Your objective
Return each entry below without any alteration.

Data excerpts
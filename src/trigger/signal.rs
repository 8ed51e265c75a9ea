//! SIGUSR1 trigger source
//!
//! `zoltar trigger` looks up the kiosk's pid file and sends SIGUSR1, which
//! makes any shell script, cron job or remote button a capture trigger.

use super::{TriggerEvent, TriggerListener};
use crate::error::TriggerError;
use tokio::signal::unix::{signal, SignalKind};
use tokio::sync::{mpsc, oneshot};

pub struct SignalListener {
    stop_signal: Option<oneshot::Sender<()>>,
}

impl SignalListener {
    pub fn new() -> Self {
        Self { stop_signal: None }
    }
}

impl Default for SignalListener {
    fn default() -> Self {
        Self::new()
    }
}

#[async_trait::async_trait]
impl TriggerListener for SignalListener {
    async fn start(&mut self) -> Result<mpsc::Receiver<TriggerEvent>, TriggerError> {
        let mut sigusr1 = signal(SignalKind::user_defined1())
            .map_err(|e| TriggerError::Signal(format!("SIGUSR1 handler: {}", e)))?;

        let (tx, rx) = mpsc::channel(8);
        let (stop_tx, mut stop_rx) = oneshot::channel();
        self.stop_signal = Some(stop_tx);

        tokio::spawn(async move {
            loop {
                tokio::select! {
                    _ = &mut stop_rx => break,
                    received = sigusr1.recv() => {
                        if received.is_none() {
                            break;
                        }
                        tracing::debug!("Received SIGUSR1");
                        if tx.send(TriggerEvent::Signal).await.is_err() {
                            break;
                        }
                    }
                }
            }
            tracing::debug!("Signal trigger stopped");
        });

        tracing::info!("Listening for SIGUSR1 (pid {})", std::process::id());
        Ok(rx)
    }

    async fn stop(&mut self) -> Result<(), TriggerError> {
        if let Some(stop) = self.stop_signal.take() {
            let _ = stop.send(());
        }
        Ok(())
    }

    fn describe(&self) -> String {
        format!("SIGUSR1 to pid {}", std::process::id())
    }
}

Answer below
filename src/trigger/signal.rs
repository 8ed51e265c75a9ea
//! SIGUSR1 trigger source
//!
//! `zoltar trigger` looks up the kiosk's pid file and sends SIGUSR1, which
//! makes any shell script, cron job or remote button a capture trigger.

use super::{TriggerEvent, TriggerListener};
use crate::error::TriggerError;
use tokio::signal::unix::{signal, SignalKind};
use tokio::sync::{mpsc, oneshot};

pub struct SignalListener {
    stop_signal: Option<oneshot::Sender<()>>,
}

impl SignalListener {
    pub fn new() -> Self {
        Self { stop_signal: None }
    }
}

impl Default for SignalListener {
    fn default() -> Self {
        Self::new()
    }
}

#[async_trait::async_trait]
impl TriggerListener for SignalListener {
    async fn start(&mut self) -> Result<mpsc::Receiver<TriggerEvent>, TriggerError> {
        let mut sigusr1 = signal(SignalKind::user_defined1())
            .map_err(|e| TriggerError::Signal(format!("SIGUSR1 handler: {}", e)))?;

        let (tx, rx) = mpsc::channel(8);
        let (stop_tx, mut stop_rx) = oneshot::channel();
        self.stop_signal = Some(stop_tx);

        tokio::spawn(async move {
            loop {
                tokio::select! {
                    _ = &mut stop_rx => break,
                    received = sigusr1.recv() => {
                        if received.is_none() {
                            break;
                        }
                        tracing::debug!("Received SIGUSR1");
                        if tx.send(TriggerEvent::Signal).await.is_err() {
                            break;
                        }
                    }
                }
            }
            tracing::debug!("Signal trigger stopped");
        });

        tracing::info!("Listening for SIGUSR1 (pid {})", std::process::id());
        Ok(rx)
    }

    async fn stop(&mut self) -> Result<(), TriggerError> {
        if let Some(stop) = self.stop_signal.take() {
            let _ = stop.send(());
        }
        Ok(())
    }

    fn describe(&self) -> String {
        format!("SIGUSR1 to pid {}", std::process::id())
    }
}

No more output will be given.